The aim of this work is to characterize the traditional pastoralist systems of the Puna (northwest Argentina) in a framework that highlights its diverse values and valuations within nature–people coproductions. We identify social (economic, political, and global) conditions, threats, and some resilience processes. We apply the IPBES CF through a comprehensive analysis of field data and literature about this region, identifying the current status of research and knowledge gaps.
The study site is located in the Puna of Jujuy, northwest Argentina. The Puna or Altiplano is a high mountain plateau associated with mountain peaks and located at 3500 masl in the Central Andes region. It has a cold climate, high levels of solar radiation, low atmospheric humidity, and wide thermal amplitude (Aceituno 1996). The water regime decreases to the south, where the climate is extremely dry. The study site is part of both the Puna ecoregion (3500–4000 masl), specifically the semiarid Puna complex, and the High Andes ecoregion (above 4000 masl; Morello et al 2012). In the study area (66°10′W and 22°26′S), the main towns (Santa Catalina, Cieneguillas, Cienega de Paicone, and Cusi Cusi) were founded in the 17th century and mainly consist of adobe (dried mud) houses clustered around a historical heritage church. These towns have fewer than 500 residents and have administrative, political, sanitary, commercial, religious, celebratory, and educational (elementary and high school) institutional infrastructure. The main rural activity is sheep and llama herding (and sometimes goat rearing) to produce fiber, skins, and meat. Besides mining jobs, state jobs and aid programs constitute a significant source of income for many households. These towns and other minor settlements are socioeconomically linked, and they are interconnected by gravel roads to the only 2 cities of the area: Abra Pampa and La Quiaca. The remaining population is found in rural areas.
We gathered information on stakeholders' interaction with nature and their perceptions of it over the last 2 decades through intercultural and participatory processes. These processes involved diverse stakeholders (men and women were equally represented): pastoralists and other members of Indigenous Peoples and local communities (IPLCs), members of ranger cooperatives and local and regional production and nature conservation institutions, local government authorities, researchers, university and school students (11–28 years), traders and truckers (buyers of fiber and wholesalers of processed food), and people attending local fairs.
Field data were obtained by observations and unstructured interviews during the Binational Camelids Fair (2003–2008), Santa Catalina annual fairs (2011–2019), the Manka Fiesta (2014–2019), llama caravans (2011–2018), and field activities related to the vicuña management plan (2010–2020) (Vilá et al 2020). Semistructured interviews were also conducted during communal and cooperative meetings in Santa Catalina (25 interviews from 2010 to 2019), during the Santa Catalina fair (91 interviews from 2015 to 2019), and in Cusi Cusi (35 interviews from 2010 to 2020).

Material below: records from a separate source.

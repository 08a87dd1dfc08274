use std::fs;
use std::path::{Path, PathBuf};

use tracing::debug;
use walkdir::WalkDir;

use crate::error::CoreError;

/// A bundled library unit, importable by its file stem.
#[derive(Debug, Clone, PartialEq, Eq)]
pub struct StdlibUnit {
    pub name: String,
    pub path: PathBuf,
    pub text: String,
}

pub fn default_stdlib_root() -> PathBuf {
    PathBuf::from(env!("CARGO_MANIFEST_DIR")).join("../stdlib")
}

/// Load every `.kite` file under `root`, sorted by unit name. The first
/// file wins when two share a stem.
pub fn load_stdlib(root: impl AsRef<Path>) -> Result<Vec<StdlibUnit>, CoreError> {
    let root = root.as_ref();
    if !root.is_dir() {
        return Err(CoreError::MissingStdlib(root.to_path_buf()));
    }
    let mut units: Vec<StdlibUnit> = Vec::new();
    for entry in WalkDir::new(root).sort_by_file_name().into_iter().filter_map(Result::ok) {
        let path = entry.path();
        if !path.is_file() || !path.extension().is_some_and(|ext| ext == "kite") {
            continue;
        }
        let Some(name) = path.file_stem().and_then(|stem| stem.to_str()) else {
            continue;
        };
        if units.iter().any(|unit| unit.name == name) {
            continue;
        }
        let text = fs::read_to_string(path)?;
        let relative = path.strip_prefix(root).unwrap_or(path).to_path_buf();
        units.push(StdlibUnit {
            name: name.to_string(),
            path: relative,
            text,
        });
    }
    units.sort_by(|a, b| a.name.cmp(&b.name));
    debug!(root = %root.display(), units = units.len(), "loaded stdlib");
    Ok(units)
}

#[cfg(test)]
mod tests {
    use super::*;
    use tempfile::tempdir;

    #[test]
    fn loads_units_from_default_root() {
        let units = load_stdlib(default_stdlib_root()).expect("stdlib should load");
        assert!(units.iter().any(|unit| unit.name == "math"));
    }

    #[test]
    fn names_units_by_file_stem() {
        let dir = tempdir().expect("tempdir");
        fs::create_dir_all(dir.path().join("nested")).expect("mkdir");
        fs::write(dir.path().join("nested/text.kite"), "function f() { }").expect("write");
        fs::write(dir.path().join("alpha.kite"), "").expect("write");
        fs::write(dir.path().join("notes.txt"), "ignored").expect("write");

        let units = load_stdlib(dir.path()).expect("load");
        let names: Vec<_> = units.iter().map(|unit| unit.name.as_str()).collect();
        assert_eq!(names, ["alpha", "text"]);
        assert_eq!(units[1].path, PathBuf::from("nested/text.kite"));
    }

    #[test]
    fn missing_root_is_an_error() {
        let dir = tempdir().expect("tempdir");
        let err = load_stdlib(dir.path().join("missing")).unwrap_err();
        assert!(matches!(err, CoreError::MissingStdlib(_)));
    }
}
#[cfg(test)]
mod tests {
    use crate::const_eval::Limits;
    use crate::diagnostic::Diagnostics;
    use crate::hir::Program;
    use crate::parser::{DEFAULT_MAX_DEPTH, parse_unit};
    use crate::span::FileId;
    use crate::typecheck::check_modules;

    fn check(source: &str) -> (Program, Diagnostics) {
        let parsed = parse_unit(FileId(0), source, DEFAULT_MAX_DEPTH);
        assert!(parsed.diagnostics.is_empty(), "{:?}", parsed.diagnostics);
        check_modules([("main", &parsed.module)], Limits::default())
    }

    fn codes(diagnostics: &Diagnostics) -> Vec<&'static str> {
        diagnostics.iter().filter_map(|d| d.code).collect()
    }

    #[test]
    fn duplicate_declarations_point_at_the_first() {
        let (_, diagnostics) = check("function f() {}\nfunction f() {}");
        assert_eq!(codes(&diagnostics), ["E0203"]);
        let diagnostic = diagnostics.iter().next().expect("one diagnostic");
        assert_eq!(diagnostic.related.len(), 1);
    }

    #[test]
    fn implicit_discriminants_count_up() {
        let (program, diagnostics) = check("enum Level: u8 { Low, Mid = 5, High }");
        assert!(diagnostics.is_empty(), "{diagnostics:?}");
        let level = program.defs.iter().find(|def| def.name == "Level").expect("enum");
        let crate::hir::DefKind::Enum(decl) = &level.kind else {
            panic!("enum expected");
        };
        let values: Vec<_> = decl.variants.iter().map(|v| v.discriminant).collect();
        assert_eq!(values, [Some(0), Some(5), Some(6)]);
    }

    #[test]
    fn duplicate_discriminants_are_rejected() {
        let (_, diagnostics) = check("enum Flag { A = 1, B = 1 }");
        assert_eq!(codes(&diagnostics), ["E0351"]);
    }

    #[test]
    fn recursive_structs_need_indirection() {
        let (_, diagnostics) = check("struct Node { value: i32, next: Node? }");
        assert_eq!(codes(&diagnostics), ["E0350"]);
        let (_, diagnostics) = check("struct Node { value: i32, next: [Node] }");
        assert!(diagnostics.is_empty(), "{diagnostics:?}");
        let (_, diagnostics) = check("class Node { value: i32, next: Node? }");
        assert!(diagnostics.is_empty(), "{diagnostics:?}");
    }

    #[test]
    fn generic_argument_counts_are_checked() {
        let (_, diagnostics) = check("struct Pair<A, B> { a: A, b: B }\nstatic P: Pair<i32>? = none;");
        let diagnostic = diagnostics.iter().next().expect("a diagnostic");
        assert_eq!(diagnostic.code, Some("E0401"));
        assert_eq!(diagnostic.category, crate::diagnostic::Category::GenericBinding);
    }

    #[test]
    fn unknown_types_are_reported() {
        let (_, diagnostics) = check("function f(x: Missing) {}");
        assert_eq!(codes(&diagnostics), ["E0201"]);
    }
}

We obtained data on land use, economic activities in the area, social organization, policies, knowledge and technologies, and perceptions on ritual and scenic beauty landscapes. Biological data were surveyed at different scales using various approaches and are explained in Zamar (2011); Arzamendia, Baldo, and Vilá (2012); Arzamendia, Neder, et al (2012); Arzamendia and Vilá (2012); Arzamendia et al (2014); Szumik et al (2016); Rojo et al (2019); and Vilá et al (2020). The information obtained from fieldwork was complemented by a comprehensive review of the literature on the Southern Puna.
To identify the NCPs in the Puna, we incorporated our field data and the information gathered from the available literature on the area into IPBES's generalized categories of NCP (Díaz et al 2015; IPBES 2019). These categories are regulating, material, and nonmaterial (Díaz et al 2015). We also included an analysis of NCP coproduction considering the 3 types identified by Bruley et al (2021: 4): “(1) ecosystem management; (2) mobilization, harvesting, and physical access; and (3) appropriation, social access, and appreciation.”

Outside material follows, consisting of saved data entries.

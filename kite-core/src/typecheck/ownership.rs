//! Copy classification, move tracking and place mutability.

use rustc_hash::{FxHashMap, FxHashSet};

use crate::ast::UnaryOp;
use crate::diagnostic::{Category, Diagnostic};
use crate::hir::{HirExpr, HirExprKind, LocalId, Program};
use crate::span::Span;
use crate::types::{Subst, TypeId, TypeKind};

use super::expr::BodyChecker;

/// Whether values of `ty` are copied rather than moved.
///
/// Primitives, views, raw pointers, function values and class handles are
/// copy. Aggregates are copy when all of their members are.
pub fn is_copy(program: &mut Program, ty: TypeId) -> bool {
    let mut visiting = FxHashSet::default();
    copy_inner(program, ty, &mut visiting)
}

fn copy_inner(program: &mut Program, ty: TypeId, visiting: &mut FxHashSet<TypeId>) -> bool {
    match program.types.kind(ty).clone() {
        TypeKind::Error
        | TypeKind::Void
        | TypeKind::Never
        | TypeKind::Bool
        | TypeKind::Char
        | TypeKind::Int(_)
        | TypeKind::Float(_)
        | TypeKind::Const(_)
        | TypeKind::Ref { .. }
        | TypeKind::Raw(_)
        | TypeKind::Function { .. } => true,
        TypeKind::String | TypeKind::Vector(_) | TypeKind::Param { .. } => false,
        TypeKind::Optional(inner) => copy_inner(program, inner, visiting),
        TypeKind::Array { elem, .. } => copy_inner(program, elem, visiting),
        TypeKind::Tuple(items) => items.into_iter().all(|item| copy_inner(program, item, visiting)),
        TypeKind::Adt { def, args, .. } => {
            // infinite types are reported by the containment check
            if !visiting.insert(ty) {
                return true;
            }
            let (generics, members) = if let Some(decl) = program.struct_def(def) {
                if decl.is_class {
                    return true;
                }
                let members: Vec<TypeId> = decl.fields.iter().map(|field| field.ty).collect();
                (decl.generics.clone(), members)
            } else if let Some(decl) = program.enum_def(def) {
                let members: Vec<TypeId> = decl.variants.iter().flat_map(|v| v.payload.iter().copied()).collect();
                (decl.generics.clone(), members)
            } else {
                return true;
            };
            let subst: Subst = generics.iter().map(|g| g.id).zip(args).collect();
            members.into_iter().all(|member| {
                let member = program.types.subst(member, &subst);
                copy_inner(program, member, visiting)
            })
        }
    }
}

/// Locals whose value has been moved out, with the span of the move.
#[derive(Debug, Clone, Default, PartialEq)]
pub(super) struct MoveState {
    moved: FxHashMap<LocalId, Span>,
}

impl MoveState {
    pub(super) fn mark(&mut self, local: LocalId, span: Span) {
        self.moved.insert(local, span);
    }

    pub(super) fn restore(&mut self, local: LocalId) {
        self.moved.remove(&local);
    }

    pub(super) fn moved_at(&self, local: LocalId) -> Option<Span> {
        self.moved.get(&local).copied()
    }

    /// Merge the state of another control-flow path; moved on any path
    /// means moved afterwards.
    pub(super) fn union(&mut self, other: MoveState) {
        for (local, span) in other.moved {
            self.moved.entry(local).or_insert(span);
        }
    }

    /// Locals moved now that were not moved in `before`, ordered by id.
    pub(super) fn moved_since(&self, before: &MoveState) -> Vec<(LocalId, Span)> {
        let mut fresh: Vec<_> = self
            .moved
            .iter()
            .filter(|(local, _)| !before.moved.contains_key(local))
            .map(|(local, span)| (*local, *span))
            .collect();
        fresh.sort_by_key(|(local, _)| *local);
        fresh
    }
}

pub(super) enum Place {
    Mutable,
    Immutable(String),
    NotAPlace,
}

impl BodyChecker<'_> {
    /// A value is used in a position that takes ownership of it.
    pub(super) fn consume(&mut self, expr: &HirExpr) {
        let HirExprKind::Local(local) = expr.kind else {
            return;
        };
        if Some(local) == self.this_local || is_copy(&mut self.cx.program, expr.ty) {
            return;
        }
        self.moves.mark(local, expr.span);
    }

    pub(super) fn check_not_moved(&mut self, local: LocalId, span: Span) {
        let Some(moved_at) = self.moves.moved_at(local) else {
            return;
        };
        let name = self.locals[local.0 as usize].name.clone();
        self.cx.emit(
            Diagnostic::error(Category::Type, format!("use of moved value `{name}`"), span)
                .with_code("E0320")
                .with_related(moved_at, "value moved here"),
        );
        // report each move once
        self.moves.restore(local);
    }

    /// Report locals declared outside a loop that its body moved.
    pub(super) fn check_loop_moves(&mut self, before: &MoveState, first_inner_local: usize) {
        for (local, span) in self.moves.moved_since(before) {
            if (local.0 as usize) < first_inner_local {
                let name = self.locals[local.0 as usize].name.clone();
                self.cx.error(
                    Category::Type,
                    "E0321",
                    span,
                    format!("value `{name}` is moved inside a loop and would be used again in the next iteration"),
                );
            }
        }
    }

    pub(super) fn place(&self, expr: &HirExpr) -> Place {
        match &expr.kind {
            HirExprKind::Local(local) => {
                let info = &self.locals[local.0 as usize];
                if info.mutable {
                    Place::Mutable
                } else if Some(*local) == self.this_local {
                    Place::Immutable("`this` in a method that does not take `mut this`".to_string())
                } else {
                    Place::Immutable(format!("binding `{}`", info.name))
                }
            }
            HirExprKind::Global(def) => match self.cx.program.global(*def) {
                Some(global) if global.mutable => Place::Mutable,
                _ => Place::Immutable(format!("`{}`", self.cx.program.def(*def).name)),
            },
            HirExprKind::Field { base, .. } | HirExprKind::TupleIndex { base, .. } | HirExprKind::Index { base, .. } => {
                self.place_through(base)
            }
            HirExprKind::Unary {
                op: UnaryOp::Deref,
                operand,
            } => match self.cx.program.types.kind(operand.ty) {
                TypeKind::Ref { mutable: true, .. } | TypeKind::Raw(_) => Place::Mutable,
                TypeKind::Ref { mutable: false, .. } => Place::Immutable("data behind a `&` view".to_string()),
                _ => Place::NotAPlace,
            },
            _ => Place::NotAPlace,
        }
    }

    fn place_through(&self, base: &HirExpr) -> Place {
        match self.cx.program.types.kind(base.ty) {
            TypeKind::Ref { mutable: true, .. } | TypeKind::Raw(_) => Place::Mutable,
            TypeKind::Ref { mutable: false, .. } => Place::Immutable("data behind a `&` view".to_string()),
            // class values are shared handles
            TypeKind::Adt { def, .. } if self.cx.program.struct_def(*def).is_some_and(|decl| decl.is_class) => {
                Place::Mutable
            }
            _ => self.place(base),
        }
    }

    /// Require `target` to be a writable place; reports and returns false
    /// otherwise.
    pub(super) fn require_mutable(&mut self, target: &HirExpr, action: &str) -> bool {
        if target.ty == TypeId::ERROR {
            return false;
        }
        match self.place(target) {
            Place::Mutable => true,
            Place::Immutable(what) => {
                self.cx.error(Category::Type, "E0361", target.span, format!("{action} immutable {what}"));
                false
            }
            Place::NotAPlace => {
                self.cx.error(
                    Category::Type,
                    "E0360",
                    target.span,
                    format!("{action} a value that is not a place"),
                );
                false
            }
        }
    }
}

We analyzed the local trends in the capacity of nature to keep providing contributions to good quality of life from 1990 to the present. For this, the indicators proposed by IPBES (2019) served as a reference and were adapted to the local scenario. This allowed us to compare our field data with the data published by Cendrero et al (1993) and the information collected from the literature reviewed in this work.
We identified the components and drivers of the pastoralist systems of the Puna region according to the IPBES CF. In Box 1, we list the main natural and coproduced elements of biodiversity of this system at different scales (species or populations, community, and functional traits). In the following, we present the NCPs, NCP coproduction types, drivers, and indicators of good quality of life.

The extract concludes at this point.